EXERCISE AIM: Below are the records; give the number of lines in them that include the word "crates", and nothing more.

(Collected data)
==*==

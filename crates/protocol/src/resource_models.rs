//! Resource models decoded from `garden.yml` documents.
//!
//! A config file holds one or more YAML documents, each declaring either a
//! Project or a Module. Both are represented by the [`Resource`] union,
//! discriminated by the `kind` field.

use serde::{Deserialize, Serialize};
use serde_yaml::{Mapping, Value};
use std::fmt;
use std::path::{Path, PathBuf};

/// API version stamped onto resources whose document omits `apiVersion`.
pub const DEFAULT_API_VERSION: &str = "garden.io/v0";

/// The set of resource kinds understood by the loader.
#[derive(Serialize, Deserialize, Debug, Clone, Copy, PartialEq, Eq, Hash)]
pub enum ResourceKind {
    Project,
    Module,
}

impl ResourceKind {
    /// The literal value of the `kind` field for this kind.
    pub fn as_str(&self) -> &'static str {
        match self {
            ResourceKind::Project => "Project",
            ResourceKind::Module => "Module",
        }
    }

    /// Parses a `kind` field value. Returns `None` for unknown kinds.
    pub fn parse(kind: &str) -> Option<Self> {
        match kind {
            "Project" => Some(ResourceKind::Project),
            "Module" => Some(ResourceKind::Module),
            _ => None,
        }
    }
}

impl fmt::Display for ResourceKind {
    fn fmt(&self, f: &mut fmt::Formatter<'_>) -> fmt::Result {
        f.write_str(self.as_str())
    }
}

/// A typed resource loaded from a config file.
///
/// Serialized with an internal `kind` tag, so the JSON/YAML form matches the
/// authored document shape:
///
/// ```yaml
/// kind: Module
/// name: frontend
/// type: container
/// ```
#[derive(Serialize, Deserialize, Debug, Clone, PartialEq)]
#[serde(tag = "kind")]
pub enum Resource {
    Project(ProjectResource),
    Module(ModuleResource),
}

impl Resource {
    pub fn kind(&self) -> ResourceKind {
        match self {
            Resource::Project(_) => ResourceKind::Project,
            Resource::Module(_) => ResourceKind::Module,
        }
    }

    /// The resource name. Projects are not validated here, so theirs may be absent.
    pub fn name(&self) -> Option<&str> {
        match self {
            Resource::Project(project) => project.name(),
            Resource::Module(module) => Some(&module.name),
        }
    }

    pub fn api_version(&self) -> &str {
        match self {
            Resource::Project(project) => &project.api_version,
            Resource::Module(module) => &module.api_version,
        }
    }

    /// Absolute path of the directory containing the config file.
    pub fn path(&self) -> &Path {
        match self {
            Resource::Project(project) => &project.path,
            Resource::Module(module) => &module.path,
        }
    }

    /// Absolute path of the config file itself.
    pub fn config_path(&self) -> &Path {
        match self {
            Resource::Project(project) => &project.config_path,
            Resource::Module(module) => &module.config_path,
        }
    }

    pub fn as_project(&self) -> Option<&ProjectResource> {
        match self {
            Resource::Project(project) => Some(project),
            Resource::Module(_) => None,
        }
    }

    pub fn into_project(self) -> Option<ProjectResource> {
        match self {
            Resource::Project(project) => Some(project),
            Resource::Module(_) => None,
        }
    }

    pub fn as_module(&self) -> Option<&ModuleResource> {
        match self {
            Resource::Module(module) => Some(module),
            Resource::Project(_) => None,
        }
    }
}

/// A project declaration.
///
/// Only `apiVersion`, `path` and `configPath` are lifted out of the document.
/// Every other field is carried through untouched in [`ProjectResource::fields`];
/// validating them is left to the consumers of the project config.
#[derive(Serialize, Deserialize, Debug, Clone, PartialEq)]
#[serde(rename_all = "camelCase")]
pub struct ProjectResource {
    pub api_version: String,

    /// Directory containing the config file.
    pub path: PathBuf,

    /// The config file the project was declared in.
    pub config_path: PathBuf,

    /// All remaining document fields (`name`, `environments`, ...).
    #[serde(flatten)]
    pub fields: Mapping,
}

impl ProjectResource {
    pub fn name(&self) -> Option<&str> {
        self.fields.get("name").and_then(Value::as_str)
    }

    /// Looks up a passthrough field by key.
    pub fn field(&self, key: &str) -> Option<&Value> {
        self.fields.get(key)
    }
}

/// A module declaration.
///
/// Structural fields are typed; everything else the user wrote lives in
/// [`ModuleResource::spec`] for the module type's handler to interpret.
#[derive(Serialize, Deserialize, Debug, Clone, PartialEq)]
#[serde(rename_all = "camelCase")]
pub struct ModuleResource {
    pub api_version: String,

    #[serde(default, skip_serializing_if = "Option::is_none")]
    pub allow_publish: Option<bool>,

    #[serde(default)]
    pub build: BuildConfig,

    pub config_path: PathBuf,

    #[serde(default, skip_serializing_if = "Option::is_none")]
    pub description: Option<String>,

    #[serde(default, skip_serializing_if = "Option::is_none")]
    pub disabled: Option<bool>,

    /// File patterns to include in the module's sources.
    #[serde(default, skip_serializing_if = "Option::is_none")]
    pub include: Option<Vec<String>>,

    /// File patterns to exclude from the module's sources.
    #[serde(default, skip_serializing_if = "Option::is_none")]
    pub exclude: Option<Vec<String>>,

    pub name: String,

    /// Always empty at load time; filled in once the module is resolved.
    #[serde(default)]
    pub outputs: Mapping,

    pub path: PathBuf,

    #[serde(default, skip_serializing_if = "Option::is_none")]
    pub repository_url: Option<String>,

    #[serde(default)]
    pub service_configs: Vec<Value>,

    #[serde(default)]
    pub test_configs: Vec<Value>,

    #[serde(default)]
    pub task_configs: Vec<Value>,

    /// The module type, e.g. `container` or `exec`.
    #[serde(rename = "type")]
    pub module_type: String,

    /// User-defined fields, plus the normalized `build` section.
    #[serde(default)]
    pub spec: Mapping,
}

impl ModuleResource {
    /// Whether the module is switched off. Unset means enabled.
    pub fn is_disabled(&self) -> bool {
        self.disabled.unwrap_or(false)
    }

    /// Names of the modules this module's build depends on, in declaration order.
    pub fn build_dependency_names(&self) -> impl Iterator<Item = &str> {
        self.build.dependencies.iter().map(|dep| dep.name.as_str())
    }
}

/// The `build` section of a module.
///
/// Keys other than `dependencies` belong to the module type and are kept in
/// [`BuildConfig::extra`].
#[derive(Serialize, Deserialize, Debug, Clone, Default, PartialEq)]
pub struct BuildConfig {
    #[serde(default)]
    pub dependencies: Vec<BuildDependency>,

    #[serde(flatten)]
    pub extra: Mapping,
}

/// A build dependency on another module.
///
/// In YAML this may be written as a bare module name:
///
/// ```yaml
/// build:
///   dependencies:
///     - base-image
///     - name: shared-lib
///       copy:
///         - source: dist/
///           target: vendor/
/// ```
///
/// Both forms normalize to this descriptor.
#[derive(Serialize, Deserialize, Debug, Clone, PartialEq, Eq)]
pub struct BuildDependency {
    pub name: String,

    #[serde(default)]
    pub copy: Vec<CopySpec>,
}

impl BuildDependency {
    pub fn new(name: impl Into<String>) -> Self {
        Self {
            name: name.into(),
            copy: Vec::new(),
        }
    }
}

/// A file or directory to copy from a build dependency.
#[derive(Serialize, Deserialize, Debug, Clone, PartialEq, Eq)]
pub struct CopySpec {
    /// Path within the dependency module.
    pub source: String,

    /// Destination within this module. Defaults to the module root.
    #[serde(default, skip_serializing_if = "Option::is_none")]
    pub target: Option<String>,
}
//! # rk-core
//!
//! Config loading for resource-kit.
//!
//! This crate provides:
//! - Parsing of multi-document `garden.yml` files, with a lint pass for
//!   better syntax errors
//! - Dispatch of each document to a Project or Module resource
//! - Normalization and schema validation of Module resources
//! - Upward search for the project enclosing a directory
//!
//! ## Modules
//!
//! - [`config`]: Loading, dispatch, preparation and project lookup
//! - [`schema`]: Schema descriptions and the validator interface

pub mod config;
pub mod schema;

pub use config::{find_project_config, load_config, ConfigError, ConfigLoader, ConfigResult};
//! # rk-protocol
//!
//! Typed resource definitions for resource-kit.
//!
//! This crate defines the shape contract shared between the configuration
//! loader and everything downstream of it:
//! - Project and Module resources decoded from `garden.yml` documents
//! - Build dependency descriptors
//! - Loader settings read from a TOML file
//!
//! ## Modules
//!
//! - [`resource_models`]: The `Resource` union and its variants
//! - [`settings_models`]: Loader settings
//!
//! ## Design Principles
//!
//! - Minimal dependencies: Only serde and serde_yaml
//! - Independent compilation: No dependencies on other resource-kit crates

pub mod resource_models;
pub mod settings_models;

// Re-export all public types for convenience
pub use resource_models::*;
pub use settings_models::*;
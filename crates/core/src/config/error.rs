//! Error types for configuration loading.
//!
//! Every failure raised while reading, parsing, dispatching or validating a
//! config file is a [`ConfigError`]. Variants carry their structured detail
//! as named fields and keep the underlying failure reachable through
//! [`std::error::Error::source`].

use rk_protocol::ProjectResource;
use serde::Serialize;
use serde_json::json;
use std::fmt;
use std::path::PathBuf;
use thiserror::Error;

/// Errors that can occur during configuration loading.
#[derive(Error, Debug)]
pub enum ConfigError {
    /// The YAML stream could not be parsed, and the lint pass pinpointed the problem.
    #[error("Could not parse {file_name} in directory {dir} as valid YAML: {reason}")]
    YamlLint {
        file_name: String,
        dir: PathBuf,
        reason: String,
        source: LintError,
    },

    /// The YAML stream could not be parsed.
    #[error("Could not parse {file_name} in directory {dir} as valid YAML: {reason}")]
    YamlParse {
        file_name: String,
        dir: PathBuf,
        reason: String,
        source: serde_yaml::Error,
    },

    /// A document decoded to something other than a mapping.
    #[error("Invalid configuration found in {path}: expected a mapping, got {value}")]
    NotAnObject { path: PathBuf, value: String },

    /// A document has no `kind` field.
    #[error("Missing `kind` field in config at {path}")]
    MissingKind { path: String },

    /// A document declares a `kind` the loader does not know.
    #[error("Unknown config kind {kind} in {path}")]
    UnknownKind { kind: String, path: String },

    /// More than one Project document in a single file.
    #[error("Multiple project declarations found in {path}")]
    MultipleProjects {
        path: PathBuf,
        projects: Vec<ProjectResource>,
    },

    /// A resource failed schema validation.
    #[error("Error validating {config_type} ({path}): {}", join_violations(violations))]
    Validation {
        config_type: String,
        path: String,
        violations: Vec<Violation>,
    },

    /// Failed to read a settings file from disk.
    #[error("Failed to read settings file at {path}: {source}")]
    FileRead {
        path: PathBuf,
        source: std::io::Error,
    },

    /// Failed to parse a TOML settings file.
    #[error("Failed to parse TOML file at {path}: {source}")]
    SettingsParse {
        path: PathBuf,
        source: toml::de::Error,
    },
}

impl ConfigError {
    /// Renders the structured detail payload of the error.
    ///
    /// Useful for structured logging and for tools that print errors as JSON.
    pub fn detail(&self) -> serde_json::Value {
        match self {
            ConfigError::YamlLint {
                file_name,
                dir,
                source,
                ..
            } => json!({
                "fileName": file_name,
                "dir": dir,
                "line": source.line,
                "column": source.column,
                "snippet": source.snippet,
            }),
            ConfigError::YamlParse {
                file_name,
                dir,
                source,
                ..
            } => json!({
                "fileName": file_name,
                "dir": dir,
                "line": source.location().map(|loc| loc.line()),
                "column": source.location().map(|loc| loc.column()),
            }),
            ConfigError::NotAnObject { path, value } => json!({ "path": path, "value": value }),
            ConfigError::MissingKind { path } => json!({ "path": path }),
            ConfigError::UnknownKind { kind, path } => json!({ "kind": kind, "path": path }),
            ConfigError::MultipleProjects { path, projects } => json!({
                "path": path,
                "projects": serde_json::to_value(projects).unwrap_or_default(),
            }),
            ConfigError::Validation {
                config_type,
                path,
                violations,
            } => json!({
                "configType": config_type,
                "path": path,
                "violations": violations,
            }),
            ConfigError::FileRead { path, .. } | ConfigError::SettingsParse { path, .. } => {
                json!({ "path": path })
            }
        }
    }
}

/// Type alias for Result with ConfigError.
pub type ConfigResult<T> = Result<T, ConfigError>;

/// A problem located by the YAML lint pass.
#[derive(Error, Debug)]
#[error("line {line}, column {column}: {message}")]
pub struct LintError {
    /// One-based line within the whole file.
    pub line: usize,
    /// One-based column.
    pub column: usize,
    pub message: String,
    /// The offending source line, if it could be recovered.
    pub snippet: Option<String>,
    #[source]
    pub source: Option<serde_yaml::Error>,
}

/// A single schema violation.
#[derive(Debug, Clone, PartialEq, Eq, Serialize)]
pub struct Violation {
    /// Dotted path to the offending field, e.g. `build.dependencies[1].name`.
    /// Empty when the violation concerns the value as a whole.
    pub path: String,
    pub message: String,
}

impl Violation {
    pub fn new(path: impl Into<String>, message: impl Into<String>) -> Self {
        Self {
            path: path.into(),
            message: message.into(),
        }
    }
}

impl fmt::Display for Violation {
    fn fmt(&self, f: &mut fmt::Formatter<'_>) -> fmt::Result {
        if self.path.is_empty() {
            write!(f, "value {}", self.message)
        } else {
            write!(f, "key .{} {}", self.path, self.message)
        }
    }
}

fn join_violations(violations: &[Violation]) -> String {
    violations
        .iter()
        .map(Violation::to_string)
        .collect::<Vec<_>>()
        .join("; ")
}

==*==

WRITTEN SOLUTION: 3